The top performer so far in 2018: Consumer Discretionary SPDR (XLY), which is ahead by a modest 2.8% through Mar. 27. Tech stocks are in second place via Technology Select Sector SPDR (XLK), which is up 1.3% on a year-to-date basis. The remaining sectors, along with the broad market – SPDR S&P 500 (SPY) – are posting various degrees of loss, as of Tuesday’s close.

 

The year-to-date rise for tech masks the turbulence in recent days. Indeed, the sector has taken a dive lately, thanks to heightened uncertainty linked to the Facebook data scandal. But as CNBC notes, “the tech sector sell-off is not just about Facebook’s data scandal anymore.”
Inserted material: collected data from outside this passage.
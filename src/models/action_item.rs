use chrono::NaiveDate;
use mongodb::bson::{doc, oid::ObjectId};
use rust_decimal::Decimal;
use serde::{Deserialize, Serialize};

use super::{require_text, Priority};
use crate::{
    database::{Env, Record, RecordStore, UnitOfWork},
    error::{Error, Result},
    workflow::{Lifecycle, Transition},
};

pub const COLLECTION: &str = "action_items";

/// The record an action item belongs to.
#[derive(Clone, Copy, Debug, PartialEq, Eq, Serialize, Deserialize)]
#[serde(rename_all = "snake_case")]
pub enum ActionItemOwner {
    AccidentInvestigation,
    OfficeInspection,
    VehicleInspection,
    EmployeeSuggestion,
}

#[derive(Clone, Copy, Debug, PartialEq, Eq, Serialize, Deserialize)]
#[serde(rename_all = "snake_case")]
pub enum ActionItemKind {
    Immediate,
    ShortTerm,
    LongTerm,
}

#[derive(Clone, Copy, Debug, Default, PartialEq, Eq, Serialize, Deserialize)]
#[serde(rename_all = "snake_case")]
pub enum ActionItemStatus {
    #[default]
    Draft,
    Scheduled,
    InProgress,
    Completed,
    Cancelled,
}

#[derive(Clone, Copy, Debug, PartialEq, Eq, Serialize, Deserialize)]
#[serde(rename_all = "snake_case")]
pub enum ActionItemAction {
    Schedule,
    Start,
    Complete,
    Cancel,
}

impl Lifecycle for ActionItemStatus {
    type Action = ActionItemAction;

    const TRANSITIONS: &'static [Transition<Self, Self::Action>] = &[
        Transition {
            action: ActionItemAction::Schedule,
            from: &[ActionItemStatus::Draft],
            to: ActionItemStatus::Scheduled,
        },
        Transition {
            action: ActionItemAction::Start,
            from: &[ActionItemStatus::Draft, ActionItemStatus::Scheduled],
            to: ActionItemStatus::InProgress,
        },
        Transition {
            action: ActionItemAction::Complete,
            from: &[
                ActionItemStatus::Draft,
                ActionItemStatus::Scheduled,
                ActionItemStatus::InProgress,
            ],
            to: ActionItemStatus::Completed,
        },
        Transition {
            action: ActionItemAction::Cancel,
            from: &[
                ActionItemStatus::Draft,
                ActionItemStatus::Scheduled,
                ActionItemStatus::InProgress,
            ],
            to: ActionItemStatus::Cancelled,
        },
    ];
}

/// A remediation task, maintenance item or implementation-plan step owned by
/// another record.
#[derive(Debug, Clone, Deserialize, Serialize)]
pub struct ActionItem {
    #[serde(skip_serializing_if = "Option::is_none")]
    pub _id: Option<ObjectId>,
    #[serde(default)]
    version: i64,
    pub owner: ActionItemOwner,
    pub owner_id: ObjectId,
    pub company_id: ObjectId,
    pub name: String,
    pub description: Option<String>,
    pub kind: Option<ActionItemKind>,
    pub priority: Priority,
    pub responsible_id: Option<ObjectId>,
    pub deadline: Option<NaiveDate>,
    pub scheduled_date: Option<NaiveDate>,
    pub cost: Option<Decimal>,
    pub sequence: u32,
    pub notes: Option<String>,
    status: ActionItemStatus,
    completion_date: Option<NaiveDate>,
}
#[derive(Debug, Default, Deserialize, Serialize)]
pub struct ActionItemRequest {
    pub name: String,
    pub description: Option<String>,
    pub kind: Option<ActionItemKind>,
    pub priority: Option<Priority>,
    pub responsible_id: Option<ObjectId>,
    pub deadline: Option<NaiveDate>,
    pub scheduled_date: Option<NaiveDate>,
    pub cost: Option<Decimal>,
    pub sequence: Option<u32>,
    pub notes: Option<String>,
}

impl Record for ActionItem {
    const COLLECTION: &'static str = COLLECTION;
    const NAME: &'static str = "ACTION_ITEM";

    fn id(&self) -> Option<ObjectId> {
        self._id
    }
    fn version_mut(&mut self) -> &mut i64 {
        &mut self.version
    }
    fn validate(&self) -> Result<()> {
        require_text(Some(self.name.as_str()), "An action item needs a name.")?;
        if matches!(self.cost, Some(cost) if cost < Decimal::ZERO) {
            return Err(Error::guard("Estimated cost cannot be negative."));
        }
        Ok(())
    }
}

impl ActionItem {
    pub fn new(
        owner: ActionItemOwner,
        owner_id: ObjectId,
        company_id: ObjectId,
        request: ActionItemRequest,
    ) -> Self {
        Self {
            _id: Some(ObjectId::new()),
            version: 0,
            owner,
            owner_id,
            company_id,
            name: request.name,
            description: request.description,
            kind: request.kind,
            priority: request.priority.unwrap_or_default(),
            responsible_id: request.responsible_id,
            deadline: request.deadline,
            scheduled_date: request.scheduled_date,
            cost: request.cost,
            sequence: request.sequence.unwrap_or(10),
            notes: request.notes,
            status: ActionItemStatus::Draft,
            completion_date: None,
        }
    }
    pub fn status(&self) -> ActionItemStatus {
        self.status
    }
    pub fn completion_date(&self) -> Option<NaiveDate> {
        self.completion_date
    }
    pub fn is_completed(&self) -> bool {
        self.status == ActionItemStatus::Completed
    }

    pub fn run(&mut self, action: ActionItemAction, today: NaiveDate) -> Result<()> {
        let next: ActionItemStatus = self.status.next(action)?;
        match action {
            ActionItemAction::Schedule if self.scheduled_date.is_none() => {
                return Err(Error::guard(
                    "Please set a scheduled date before scheduling maintenance.",
                ));
            }
            ActionItemAction::Complete => self.completion_date = Some(today),
            _ => (),
        }
        self.status = next;
        Ok(())
    }

    pub async fn find_by_owner(
        store: &dyn RecordStore,
        owner: ActionItemOwner,
        owner_id: &ObjectId,
    ) -> Result<Vec<ActionItem>> {
        let mut items: Vec<ActionItem> = Self::find_many(
            store,
            doc! {
                "owner": mongodb::bson::to_bson(&owner)?,
                "owner_id": owner_id,
            },
        )
        .await?;
        items.sort_by_key(|item| item.sequence);
        Ok(items)
    }

    pub async fn save(&self, env: &Env) -> Result<()> {
        let mut uow: UnitOfWork = UnitOfWork::new();
        uow.insert(self)?;
        uow.commit(env.store()).await
    }

    pub async fn apply(
        env: &Env,
        _id: &ObjectId,
        action: ActionItemAction,
        today: NaiveDate,
    ) -> Result<ActionItem> {
        let mut item: ActionItem = Self::get(env.store(), _id).await?;
        item.run(action, today)?;

        let mut uow: UnitOfWork = UnitOfWork::new();
        uow.update(&mut item)?;
        uow.commit(env.store()).await?;

        tracing::info!(item = %_id, ?action, status = ?item.status, "action item updated");
        Ok(item)
    }
}
use actix_multipart::form::MultipartForm;
use actix_web::{get, post, put, web, HttpMessage, HttpRequest, HttpResponse, ResponseError};
use chrono::{Local, NaiveDate};
use mongodb::bson::oid::ObjectId;
use serde::Deserialize;

use crate::{
    config::Config,
    database::{Env, Record},
    models::{
        attachment::{self, Attachment, AttachmentMultipartRequest},
        report,
        user::{Actor, UserAuthentication},
        RecordKind,
    },
};

pub mod accident_investigation;
pub mod action_item;
pub mod employee_safety_induction;
pub mod employee_suggestion;
pub mod fire_extinguisher;
pub mod incident_report;
pub mod insurance_claim;
pub mod office_inspection;
pub mod vehicle_inspection;
pub mod welding_machine_inspection;

#[derive(Deserialize)]
pub struct ReportQueryParams {
    pub ids: String,
}

pub fn actor(req: &HttpRequest) -> Option<Actor> {
    req.extensions()
        .get::<UserAuthentication>()
        .map(|actor| **actor)
}

pub fn today() -> NaiveDate {
    Local::now().date_naive()
}

pub fn configure(cfg: &mut web::ServiceConfig) {
    cfg.service(upload_attachment)
        .service(get_attachment)
        .service(link_attachment)
        .service(get_report)
        .service(incident_report::get_incident_reports)
        .service(incident_report::get_incident_report)
        .service(incident_report::create_incident_report)
        .service(incident_report::update_incident_report)
        .service(incident_report::create_insurance_claim)
        .service(incident_report::run_incident_report_action)
        .service(accident_investigation::get_accident_investigations)
        .service(accident_investigation::get_accident_investigation)
        .service(accident_investigation::create_accident_investigation)
        .service(accident_investigation::update_accident_investigation)
        .service(accident_investigation::get_corrective_actions)
        .service(accident_investigation::add_corrective_action)
        .service(accident_investigation::run_accident_investigation_action)
        .service(action_item::run_action_item_action)
        .service(fire_extinguisher::get_fire_extinguishers)
        .service(fire_extinguisher::get_fire_extinguisher)
        .service(fire_extinguisher::create_fire_extinguisher)
        .service(fire_extinguisher::update_fire_extinguisher)
        .service(fire_extinguisher::get_maintenance_history)
        .service(fire_extinguisher::create_maintenance)
        .service(fire_extinguisher::run_fire_extinguisher_action)
        .service(office_inspection::get_office_inspections)
        .service(office_inspection::get_office_inspection)
        .service(office_inspection::create_office_inspection)
        .service(office_inspection::update_office_inspection)
        .service(office_inspection::add_corrective_action)
        .service(office_inspection::run_office_inspection_action)
        .service(vehicle_inspection::get_vehicle_inspections)
        .service(vehicle_inspection::get_vehicle_inspection)
        .service(vehicle_inspection::create_vehicle_inspection)
        .service(vehicle_inspection::update_vehicle_inspection)
        .service(vehicle_inspection::get_maintenance_items)
        .service(vehicle_inspection::add_maintenance_item)
        .service(vehicle_inspection::run_vehicle_inspection_action)
        .service(welding_machine_inspection::get_welding_machine_inspections)
        .service(welding_machine_inspection::get_welding_machine_inspection)
        .service(welding_machine_inspection::create_welding_machine_inspection)
        .service(welding_machine_inspection::update_welding_machine_inspection)
        .service(welding_machine_inspection::run_welding_machine_inspection_action)
        .service(employee_suggestion::get_employee_suggestions)
        .service(employee_suggestion::get_employee_suggestion)
        .service(employee_suggestion::create_employee_suggestion)
        .service(employee_suggestion::update_employee_suggestion)
        .service(employee_suggestion::get_implementation_plan)
        .service(employee_suggestion::add_plan_step)
        .service(employee_suggestion::run_employee_suggestion_action)
        .service(insurance_claim::get_insurance_types)
        .service(insurance_claim::create_insurance_type)
        .service(insurance_claim::get_insurance_claims)
        .service(insurance_claim::get_insurance_claim)
        .service(insurance_claim::create_insurance_claim)
        .service(insurance_claim::update_insurance_claim)
        .service(insurance_claim::run_insurance_claim_action)
        .service(employee_safety_induction::get_employee_safety_inductions)
        .service(employee_safety_induction::get_employee_safety_induction)
        .service(employee_safety_induction::create_employee_safety_induction)
        .service(employee_safety_induction::update_employee_safety_induction)
        .service(employee_safety_induction::run_employee_safety_induction_action);
}

#[post("/attachments")]
pub async fn upload_attachment(
    env: web::Data<Env>,
    config: web::Data<Config>,
    form: MultipartForm<AttachmentMultipartRequest>,
    req: HttpRequest,
) -> HttpResponse {
    let actor: Actor = match actor(&req) {
        Some(actor) => actor,
        None => return HttpResponse::Unauthorized().body("UNAUTHORIZED".to_string()),
    };

    let file = &form.file;
    match Attachment::store(
        &env,
        &config.files_dir,
        &actor,
        file.file.path(),
        file.file_name.clone(),
        file.content_type.as_ref().map(|mime| mime.to_string()),
        file.size as u64,
    )
    .await
    {
        Ok(attachment) => HttpResponse::Created().json(attachment),
        Err(error) => error.error_response(),
    }
}
#[get("/attachments/{attachment_id}")]
pub async fn get_attachment(
    env: web::Data<Env>,
    config: web::Data<Config>,
    attachment_id: web::Path<String>,
    req: HttpRequest,
) -> HttpResponse {
    let actor: Actor = match actor(&req) {
        Some(actor) => actor,
        None => return HttpResponse::Unauthorized().body("UNAUTHORIZED".to_string()),
    };
    let attachment_id: ObjectId = match attachment_id.parse() {
        Ok(attachment_id) => attachment_id,
        _ => return HttpResponse::BadRequest().body("INVALID_ID".to_string()),
    };

    let attachment: Attachment = match Attachment::get(env.store(), &attachment_id).await {
        Ok(attachment) if attachment.company_id == actor.company_id => attachment,
        Ok(_) => return HttpResponse::NotFound().body("ATTACHMENT_NOT_FOUND".to_string()),
        Err(error) => return error.error_response(),
    };
    if let Ok(file) = attachment.read(&config.files_dir) {
        HttpResponse::Ok()
            .content_type(attachment.mimetype.as_str())
            .body(file)
    } else {
        HttpResponse::NotFound().body("CONTENT_NOT_FOUND")
    }
}
#[put("/records/{kind}/{record_id}/attachments/{attachment_id}")]
pub async fn link_attachment(
    env: web::Data<Env>,
    path: web::Path<(RecordKind, String, String)>,
    req: HttpRequest,
) -> HttpResponse {
    let actor: Actor = match actor(&req) {
        Some(actor) => actor,
        None => return HttpResponse::Unauthorized().body("UNAUTHORIZED".to_string()),
    };
    let (kind, record_id, attachment_id) = path.into_inner();
    let (record_id, attachment_id): (ObjectId, ObjectId) =
        match (record_id.parse(), attachment_id.parse()) {
            (Ok(record_id), Ok(attachment_id)) => (record_id, attachment_id),
            _ => return HttpResponse::BadRequest().body("INVALID_ID".to_string()),
        };

    match attachment::attach(&env, &actor.company_id, kind, &record_id, &attachment_id).await {
        Ok(attachment_ids) => HttpResponse::Ok().json(attachment_ids),
        Err(error) => error.error_response(),
    }
}
#[get("/reports/{kind}")]
pub async fn get_report(
    env: web::Data<Env>,
    kind: web::Path<RecordKind>,
    query: web::Query<ReportQueryParams>,
    req: HttpRequest,
) -> HttpResponse {
    let actor: Actor = match actor(&req) {
        Some(actor) => actor,
        None => return HttpResponse::Unauthorized().body("UNAUTHORIZED".to_string()),
    };
    let mut ids: Vec<ObjectId> = Vec::new();
    for id in query.ids.split(',').filter(|id| !id.is_empty()) {
        match id.parse() {
            Ok(id) => ids.push(id),
            _ => return HttpResponse::BadRequest().body("INVALID_ID".to_string()),
        }
    }

    match report::report_values(
        env.store(),
        &actor.company_id,
        kind.into_inner(),
        ids,
        serde_json::Value::Null,
    )
    .await
    {
        Ok(values) => HttpResponse::Ok().json(values),
        Err(error) => error.error_response(),
    }
}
Several of the market’s favorite technology stocks tanked as investors grew concerned over the companies’ ambitious growth following new developments Tuesday. The NYSE FANG index fell 5.6 percent on Tuesday and is down 6 percent over the last week, its worst showing since the index began in 2014.

Jamie Cox, managing partner at Harris Financial Group, advises that “the markets over the last week are trying to figure out the cost and the potential fines for Facebook specifically as well as the regulatory costs that come to the technology sector as a whole.”
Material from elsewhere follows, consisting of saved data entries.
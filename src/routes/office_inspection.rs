use actix_web::{get, post, put, web, HttpRequest, HttpResponse, ResponseError};
use mongodb::bson::oid::ObjectId;

use super::{actor, today};
use crate::{
    database::{Env, Record},
    models::{
        action_item::ActionItemRequest,
        inspection::InspectionAction,
        office_inspection::{OfficeInspection, OfficeInspectionRequest},
        user::Actor,
    },
};

#[get("/office-inspections")]
pub async fn get_office_inspections(env: web::Data<Env>, req: HttpRequest) -> HttpResponse {
    let actor: Actor = match actor(&req) {
        Some(actor) => actor,
        None => return HttpResponse::Unauthorized().body("UNAUTHORIZED".to_string()),
    };

    match OfficeInspection::find_by_company(env.store(), &actor.company_id).await {
        Ok(inspections) => HttpResponse::Ok().json(inspections),
        Err(error) => error.error_response(),
    }
}
#[get("/office-inspections/{inspection_id}")]
pub async fn get_office_inspection(
    env: web::Data<Env>,
    inspection_id: web::Path<String>,
    req: HttpRequest,
) -> HttpResponse {
    let actor: Actor = match actor(&req) {
        Some(actor) => actor,
        None => return HttpResponse::Unauthorized().body("UNAUTHORIZED".to_string()),
    };
    let inspection_id: ObjectId = match inspection_id.parse() {
        Ok(inspection_id) => inspection_id,
        _ => return HttpResponse::BadRequest().body("INVALID_ID".to_string()),
    };

    match OfficeInspection::get(env.store(), &inspection_id).await {
        Ok(inspection) if inspection.company_id == actor.company_id => {
            HttpResponse::Ok().json(inspection)
        }
        Ok(_) => HttpResponse::NotFound().body("OFFICE_INSPECTION_NOT_FOUND".to_string()),
        Err(error) => error.error_response(),
    }
}
#[post("/office-inspections")]
pub async fn create_office_inspection(
    env: web::Data<Env>,
    payload: web::Json<OfficeInspectionRequest>,
    req: HttpRequest,
) -> HttpResponse {
    let actor: Actor = match actor(&req) {
        Some(actor) => actor,
        None => return HttpResponse::Unauthorized().body("UNAUTHORIZED".to_string()),
    };

    match OfficeInspection::create(&env, &actor, payload.into_inner(), today()).await {
        Ok(inspection) => HttpResponse::Created().json(inspection),
        Err(error) => error.error_response(),
    }
}
#[put("/office-inspections/{inspection_id}")]
pub async fn update_office_inspection(
    env: web::Data<Env>,
    inspection_id: web::Path<String>,
    payload: web::Json<OfficeInspectionRequest>,
    req: HttpRequest,
) -> HttpResponse {
    if actor(&req).is_none() {
        return HttpResponse::Unauthorized().body("UNAUTHORIZED".to_string());
    }
    let inspection_id: ObjectId = match inspection_id.parse() {
        Ok(inspection_id) => inspection_id,
        _ => return HttpResponse::BadRequest().body("INVALID_ID".to_string()),
    };

    match OfficeInspection::update(&env, &inspection_id, payload.into_inner()).await {
        Ok(inspection) => HttpResponse::Ok().json(inspection),
        Err(error) => error.error_response(),
    }
}
#[post("/office-inspections/{inspection_id}/corrective-actions")]
pub async fn add_corrective_action(
    env: web::Data<Env>,
    inspection_id: web::Path<String>,
    payload: web::Json<ActionItemRequest>,
    req: HttpRequest,
) -> HttpResponse {
    if actor(&req).is_none() {
        return HttpResponse::Unauthorized().body("UNAUTHORIZED".to_string());
    }
    let inspection_id: ObjectId = match inspection_id.parse() {
        Ok(inspection_id) => inspection_id,
        _ => return HttpResponse::BadRequest().body("INVALID_ID".to_string()),
    };

    match OfficeInspection::add_corrective_action(&env, &inspection_id, payload.into_inner()).await {
        Ok(item) => HttpResponse::Created().json(item),
        Err(error) => error.error_response(),
    }
}
#[put("/office-inspections/{inspection_id}/{action}")]
pub async fn run_office_inspection_action(
    env: web::Data<Env>,
    path: web::Path<(String, InspectionAction)>,
    req: HttpRequest,
) -> HttpResponse {
    if actor(&req).is_none() {
        return HttpResponse::Unauthorized().body("UNAUTHORIZED".to_string());
    }
    let (inspection_id, action) = path.into_inner();
    let inspection_id: ObjectId = match inspection_id.parse() {
        Ok(inspection_id) => inspection_id,
        _ => return HttpResponse::BadRequest().body("INVALID_ID".to_string()),
    };

    match OfficeInspection::apply(&env, &inspection_id, action).await {
        Ok(inspection) => HttpResponse::Ok().json(inspection),
        Err(error) => error.error_response(),
    }
}
use std::{
    collections::{BTreeMap, HashMap},
    sync::Mutex,
};

use async_trait::async_trait;
use mongodb::bson::{oid::ObjectId, Bson, Document};

use super::{RecordStore, Sequence, SequenceGenerator, Write};
use crate::error::{Error, Result};

/// In-process record store. Commits are applied to a copy of the data and
/// swapped in only when every write succeeded.
#[derive(Debug, Default)]
pub struct MemoryStore {
    collections: Mutex<BTreeMap<String, Vec<Document>>>,
    sequences: Mutex<HashMap<String, i64>>,
}

impl MemoryStore {
    pub fn new() -> Self {
        Self::default()
    }
}

fn matches(document: &Document, filter: &Document) -> bool {
    filter
        .iter()
        .all(|(key, value)| match (document.get(key), value) {
            (Some(found), expected) => found == expected,
            (None, Bson::Null) => true,
            (None, _) => false,
        })
}

fn document_id(document: &Document) -> Option<ObjectId> {
    document.get_object_id("_id").ok()
}

fn stored_version(document: &Document) -> i64 {
    match document.get("version") {
        Some(Bson::Int64(version)) => *version,
        Some(Bson::Int32(version)) => i64::from(*version),
        _ => 0,
    }
}

fn apply(collections: &mut BTreeMap<String, Vec<Document>>, write: Write) -> Result<()> {
    match write {
        Write::Insert {
            collection,
            document,
        } => {
            let records: &mut Vec<Document> = collections.entry(collection.to_string()).or_default();
            let _id: ObjectId = document_id(&document)
                .ok_or_else(|| Error::Store(format!("insert into {collection} without _id")))?;
            if records
                .iter()
                .any(|record| document_id(record) == Some(_id))
            {
                return Err(Error::Store(format!("duplicate _id {_id} in {collection}")));
            }
            records.push(document);
        }
        Write::Replace {
            collection,
            _id,
            version,
            document,
        } => {
            let record: &mut Document = collections
                .get_mut(collection)
                .and_then(|records| {
                    records
                        .iter_mut()
                        .find(|record| document_id(record) == Some(_id))
                })
                .ok_or_else(|| Error::Store(format!("no record {_id} in {collection}")))?;
            if stored_version(record) != version {
                return Err(Error::Conflict(format!(
                    "Record {_id} in {collection} was changed by another request."
                )));
            }
            *record = document;
        }
    }
    Ok(())
}

#[async_trait]
impl RecordStore for MemoryStore {
    async fn find(&self, collection: &str, filter: Document) -> Result<Vec<Document>> {
        let collections = self
            .collections
            .lock()
            .map_err(|_| Error::Store("memory store poisoned".to_string()))?;
        Ok(collections
            .get(collection)
            .map(|records| {
                records
                    .iter()
                    .filter(|record| matches(record, &filter))
                    .cloned()
                    .collect()
            })
            .unwrap_or_default())
    }

    async fn commit(&self, writes: Vec<Write>) -> Result<()> {
        let mut collections = self
            .collections
            .lock()
            .map_err(|_| Error::Store("memory store poisoned".to_string()))?;
        let mut staged: BTreeMap<String, Vec<Document>> = collections.clone();
        for write in writes {
            apply(&mut staged, write)?;
        }
        *collections = staged;
        Ok(())
    }
}

#[async_trait]
impl SequenceGenerator for MemoryStore {
    async fn next_by_code(&self, sequence: &Sequence) -> Result<String> {
        let mut sequences = self
            .sequences
            .lock()
            .map_err(|_| Error::Store("memory store poisoned".to_string()))?;
        let value: &mut i64 = sequences.entry(sequence.code.to_string()).or_insert(0);
        *value += 1;
        Ok(sequence.format(*value))
    }
}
Over the trailing one-year period, the return profile looks more encouraging – just three sectors are in the red: consumer staples (XLP), real estate investment trusts (VNQ), and telecom (VOX). In fact, tech continues to hold on to its lead for the year-over-year change. XLK is up a strong 24.0% for the trailing one-year period, comfortably ahead of the rest of the field. But as the performance chart below reminds, the recent turbulence is widespread, raising questions about how much upside is left in tech’s momentum.